Donald Trump, billionaire real estate mogul and President-Elect of the United States, is no stranger to scandal. It’s a secret lost neither on his detractors nor his most adamant supporters. Even as his skeletons prepare to make the move from their gilded penthouse cage to the Oval Office closet, we the people continue to be surprised.
In October, the White House confirmed long-held suspicions that the Kremlin had a vested interest in getting Trump elected and made a covert and concerted effort to ensure he would be. Now, just days away from our 45th Inauguration, the American public is faced with an even more foreboding possibility: blackmail.
First published by Buzzfeed News, and soon after by CNN, a now-famous 35-page dossier contains damning evidence that Russian operatives not only made efforts to bribe Trump; they also secretly collected footage of his “unorthodox behavior” “to compromise him if [the Kremlin] so wished.” What we now know that behavior to be is a series of episodes during which Trump engaged in an array of “perverted sexual acts.” One report details Trump hosting sex parties while in St. Petersburg, and afterward ensuring that the prostitutes who rendered their services to him were paid for their silence or otherwise “coerced to disappear.”

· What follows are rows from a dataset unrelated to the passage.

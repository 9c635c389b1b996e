//! Token data readers against a local attestation API

mod common;

use std::sync::atomic::{AtomicU32, Ordering};
use std::sync::Arc;

use alloy::primitives::{Address, Bytes, B256};
use alloy::sol_types::{SolEvent, SolValue};
use axum::extract::{Path, State};
use axum::http::StatusCode;
use axum::routing::{get, post};
use axum::{Json, Router};
use serde_json::{json, Value};
use tokio::net::TcpListener;
use tokio_util::sync::CancellationToken;

use common::source;
use exec_provider::config::{TokenBridgeConfig, UsdcConfig};
use exec_provider::token_data::lbtc::{STATUS_APPROVED, STATUS_FAILED};
use exec_provider::token_data::usdc::{MessageAndAttestation, MessageSent};
use exec_provider::types::{PolledLog, TokenTransferMessage};
use exec_provider::{ExecProviderConfig, GenericAddress};

const USDC: Address = Address::new([0xaa; 20]);
const LBTC: Address = Address::new([0xbb; 20]);
const TRANSMITTER: Address = Address::new([0x77; 20]);

#[derive(Clone)]
struct ApiState {
    hits: Arc<AtomicU32>,
    ready_after: u32,
    terminal_status: &'static str,
}

async fn usdc_attestation(
    State(state): State<ApiState>,
    Path(hash): Path<String>,
) -> (StatusCode, Json<Value>) {
    let hit = state.hits.fetch_add(1, Ordering::SeqCst);
    if hit == 0 {
        return (StatusCode::NOT_FOUND, Json(json!({ "error": "not found" })));
    }
    if hit < state.ready_after {
        return (
            StatusCode::OK,
            Json(json!({ "status": "pending_confirmations" })),
        );
    }
    (
        StatusCode::OK,
        Json(json!({
            "status": "complete",
            "attestation": "0xa77e57",
            "hash": hash,
        })),
    )
}

async fn lbtc_deposits(State(state): State<ApiState>, Json(body): Json<Value>) -> Json<Value> {
    let hit = state.hits.fetch_add(1, Ordering::SeqCst);
    let hash = body["messageHash"][0].as_str().unwrap_or_default().to_string();
    let status = if hit + 1 < state.ready_after {
        "NOTARIZATION_STATUS_PENDING"
    } else {
        state.terminal_status
    };
    Json(json!({
        "attestations": [{
            "message_hash": hash,
            "status": status,
            "attestation": "0x1b7c",
        }]
    }))
}

/// Serves the attestation endpoints on an ephemeral port, returning its base URL
async fn serve(state: ApiState) -> String {
    let app = Router::new()
        .route("/v1/attestations/{hash}", get(usdc_attestation))
        .route("/bridge/v1/deposits/getByHash", post(lbtc_deposits))
        .with_state(state);
    let listener = TcpListener::bind("127.0.0.1:0").await.unwrap();
    let addr = listener.local_addr().unwrap();
    tokio::spawn(async move {
        axum::serve(listener, app).await.unwrap();
    });
    format!("http://{}", addr)
}

fn bridge(token: Address, api: String, timeout_seconds: u32) -> TokenBridgeConfig {
    TokenBridgeConfig {
        source_token_address: token,
        attestation_api: api,
        attestation_api_timeout_seconds: timeout_seconds,
        attestation_api_interval_milliseconds: 10,
    }
}

fn state(ready_after: u32, terminal_status: &'static str) -> ApiState {
    ApiState {
        hits: Arc::new(AtomicU32::new(0)),
        ready_after,
        terminal_status,
    }
}

#[tokio::test]
async fn test_usdc_reader_polls_until_complete() {
    let api = state(3, "complete");
    let base = serve(api.clone()).await;
    let h = source(ExecProviderConfig {
        usdc: Some(UsdcConfig {
            bridge: bridge(USDC, base, 5),
            source_message_transmitter_address: TRANSMITTER,
        }),
        ..Default::default()
    })
    .await;

    let tx_hash = B256::repeat_byte(0x42);
    let message = Bytes::from(vec![0xde, 0xad, 0xbe, 0xef]);
    h.log_poller.push_log(PolledLog {
        address: TRANSMITTER,
        topics: vec![MessageSent::SIGNATURE_HASH],
        data: (message.clone(),).abi_encode_params().into(),
        tx_hash,
        log_index: 3,
        block_number: 10,
    });

    let reader = h
        .provider
        .new_token_data_reader(&CancellationToken::new(), &GenericAddress::from(USDC))
        .await
        .unwrap();
    let msg = TokenTransferMessage {
        tx_hash,
        log_index: 5,
        tokens: vec![USDC],
        source_token_data: vec![Bytes::new()],
    };
    let data = reader.read_token_data(&msg, 0).await.unwrap();

    let expected = MessageAndAttestation {
        message: message.clone(),
        attestation: Bytes::from(vec![0xa7, 0x7e, 0x57]),
    }
    .abi_encode();
    assert_eq!(data.to_vec(), expected);
    assert_eq!(api.hits.load(Ordering::SeqCst), 4);
}

#[tokio::test]
async fn test_usdc_reader_fails_without_message_log() {
    let base = serve(state(1, "complete")).await;
    let h = source(ExecProviderConfig {
        usdc: Some(UsdcConfig {
            bridge: bridge(USDC, base, 5),
            source_message_transmitter_address: TRANSMITTER,
        }),
        ..Default::default()
    })
    .await;

    let reader = h
        .provider
        .new_token_data_reader(&CancellationToken::new(), &GenericAddress::from(USDC))
        .await
        .unwrap();
    let msg = TokenTransferMessage {
        tokens: vec![USDC],
        source_token_data: vec![Bytes::new()],
        ..Default::default()
    };
    let err = reader.read_token_data(&msg, 0).await.unwrap_err();
    assert!(err.to_string().contains("MessageSent"));
}

#[tokio::test]
async fn test_lbtc_reader_returns_approved_attestation() {
    let api = state(2, STATUS_APPROVED);
    let base = serve(api.clone()).await;
    let h = source(ExecProviderConfig {
        lbtc: Some(bridge(LBTC, base, 5)),
        ..Default::default()
    })
    .await;

    let reader = h
        .provider
        .new_token_data_reader(&CancellationToken::new(), &GenericAddress::from(LBTC))
        .await
        .unwrap();
    let msg = TokenTransferMessage {
        tokens: vec![LBTC],
        source_token_data: vec![Bytes::from(vec![0x33; 32])],
        ..Default::default()
    };
    let data = reader.read_token_data(&msg, 0).await.unwrap();
    assert_eq!(data.to_vec(), vec![0x1b, 0x7c]);
    assert_eq!(api.hits.load(Ordering::SeqCst), 2);
}

#[tokio::test]
async fn test_lbtc_reader_surfaces_failed_notarization() {
    let base = serve(state(1, STATUS_FAILED)).await;
    let h = source(ExecProviderConfig {
        lbtc: Some(bridge(LBTC, base, 5)),
        ..Default::default()
    })
    .await;

    let reader = h
        .provider
        .new_token_data_reader(&CancellationToken::new(), &GenericAddress::from(LBTC))
        .await
        .unwrap();
    let msg = TokenTransferMessage {
        tokens: vec![LBTC],
        source_token_data: vec![Bytes::from(vec![0x33; 32])],
        ..Default::default()
    };
    let err = reader.read_token_data(&msg, 0).await.unwrap_err();
    assert!(err.to_string().contains("notarization failed"));
}

#[tokio::test]
async fn test_lbtc_reader_times_out_while_pending() {
    let base = serve(state(u32::MAX, STATUS_APPROVED)).await;
    let h = source(ExecProviderConfig {
        lbtc: Some(bridge(LBTC, base, 1)),
        ..Default::default()
    })
    .await;

    let reader = h
        .provider
        .new_token_data_reader(&CancellationToken::new(), &GenericAddress::from(LBTC))
        .await
        .unwrap();
    let msg = TokenTransferMessage {
        tokens: vec![LBTC],
        source_token_data: vec![Bytes::from(vec![0x33; 32])],
        ..Default::default()
    };
    let err = reader.read_token_data(&msg, 0).await.unwrap_err();
    assert!(err.to_string().contains("not ready after"));
}
//! Error types for the execution providers
//!
//! Collaborators report failures as [`eyre::Report`]; the providers wrap them in
//! [`ProviderError`] together with the operation and address/id involved, so the
//! hosting engine can tell role misuse, configuration problems, unsupported tokens
//! and collaborator failures apart.

use std::fmt;
use thiserror::Error;

use crate::token_data::TokenBridgeKind;
use crate::types::{GenericAddress, Role};

pub type BoxError = Box<dyn std::error::Error + Send + Sync + 'static>;

/// Boxes an eyre report so it can sit behind `#[source]`
pub fn boxed(report: eyre::Report) -> BoxError {
    report.into()
}

#[derive(Error, Debug)]
pub enum ProviderError {
    // ========================================================================
    // Role / Lifecycle Errors
    // ========================================================================
    #[error("invalid: {operation} called on {role} exec provider, it should only be called on {} exec provider", .role.opposite())]
    WrongRole {
        operation: &'static str,
        role: Role,
    },

    #[error("{operation} called on closed {role} exec provider")]
    Closed {
        operation: &'static str,
        role: Role,
    },

    #[error("{role} exec provider already closed")]
    AlreadyClosed { role: Role },

    #[error("{role} exec provider already started")]
    AlreadyStarted { role: Role },

    #[error("{operation} cancelled")]
    Cancelled { operation: &'static str },

    // ========================================================================
    // Construction Errors
    // ========================================================================
    #[error("invalid address {address}: {reason}")]
    InvalidAddress { address: String, reason: String },

    #[error("invalid configuration: {0}")]
    Config(String),

    #[error("failed to parse {bridge} attestation API {url:?}: {source}")]
    AttestationUrl {
        bridge: TokenBridgeKind,
        url: String,
        #[source]
        source: url::ParseError,
    },

    // ========================================================================
    // Dispatch Errors
    // ========================================================================
    #[error("unsupported token address: {0}")]
    UnsupportedToken(GenericAddress),

    // ========================================================================
    // Collaborator Errors
    // ========================================================================
    #[error("{operation} failed for {target}: {source}")]
    Collaborator {
        operation: &'static str,
        target: String,
        #[source]
        source: BoxError,
    },

    #[error(transparent)]
    Teardown(#[from] TeardownErrors),
}

impl ProviderError {
    pub fn collaborator(
        operation: &'static str,
        target: impl fmt::Display,
        report: eyre::Report,
    ) -> Self {
        ProviderError::Collaborator {
            operation,
            target: target.to_string(),
            source: boxed(report),
        }
    }

    /// True for errors caused by calling an operation on the wrong provider variant
    pub fn is_wrong_role(&self) -> bool {
        matches!(self, ProviderError::WrongRole { .. })
    }

    pub fn is_cancelled(&self) -> bool {
        matches!(self, ProviderError::Cancelled { .. })
    }
}

// ============================================================================
// Aggregated Teardown Errors
// ============================================================================

/// Which teardown step failed
#[derive(Debug, Clone, Copy, PartialEq, Eq)]
pub enum TeardownKind {
    OnRampReader,
    CommitStoreReader,
    OffRampReader,
    UsdcMessageSubscription,
}

impl TeardownKind {
    pub fn as_str(&self) -> &'static str {
        match self {
            TeardownKind::OnRampReader => "on-ramp reader",
            TeardownKind::CommitStoreReader => "commit store reader",
            TeardownKind::OffRampReader => "off-ramp reader",
            TeardownKind::UsdcMessageSubscription => "usdc message subscription",
        }
    }
}

impl fmt::Display for TeardownKind {
    fn fmt(&self, f: &mut fmt::Formatter<'_>) -> fmt::Result {
        f.write_str(self.as_str())
    }
}

#[derive(Error, Debug)]
#[error("close {kind}: {source}")]
pub struct TeardownFailure {
    pub kind: TeardownKind,
    #[source]
    pub source: ProviderError,
}

/// Every failure from a best-effort teardown, in step order.
///
/// Empty means the teardown succeeded.
#[derive(Debug, Default)]
pub struct TeardownErrors {
    failures: Vec<TeardownFailure>,
}

impl TeardownErrors {
    pub fn new() -> Self {
        Self::default()
    }

    pub fn push(&mut self, kind: TeardownKind, source: ProviderError) {
        self.failures.push(TeardownFailure { kind, source });
    }

    pub fn is_empty(&self) -> bool {
        self.failures.is_empty()
    }

    pub fn len(&self) -> usize {
        self.failures.len()
    }

    pub fn failures(&self) -> &[TeardownFailure] {
        &self.failures
    }

    pub fn kinds(&self) -> Vec<TeardownKind> {
        self.failures.iter().map(|f| f.kind).collect()
    }

    pub fn into_result(self) -> Result<(), TeardownErrors> {
        if self.is_empty() {
            Ok(())
        } else {
            Err(self)
        }
    }
}

impl fmt::Display for TeardownErrors {
    fn fmt(&self, f: &mut fmt::Formatter<'_>) -> fmt::Result {
        for (i, failure) in self.failures.iter().enumerate() {
            if i > 0 {
                f.write_str("; ")?;
            }
            write!(f, "{}", failure)?;
        }
        Ok(())
    }
}

impl std::error::Error for TeardownErrors {
    fn source(&self) -> Option<&(dyn std::error::Error + 'static)> {
        self.failures
            .first()
            .map(|f| f as &(dyn std::error::Error + 'static))
    }
}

Another, perhaps more bizarre account relays that while staying in the presidential suite of the Moscow Ritz-Carlton hotel, Trump ordered a group of prostitutes to urinate on a bed where President and First Lady Obama once slept, an incident which was again "arranged and monitored" by Russian intelligence.
With the excessive media coverage this story has received, a rather prudent point yet to be addressed is what sets this particular scandal apart from the multitude of others- the alleged sexual encounters, though solicited, were consensual. If the allegations are true, then the Russian government purposely videotaped an unknowing Trump while he had sex for the express purpose of humiliating him; in the United States, that’s called revenge porn.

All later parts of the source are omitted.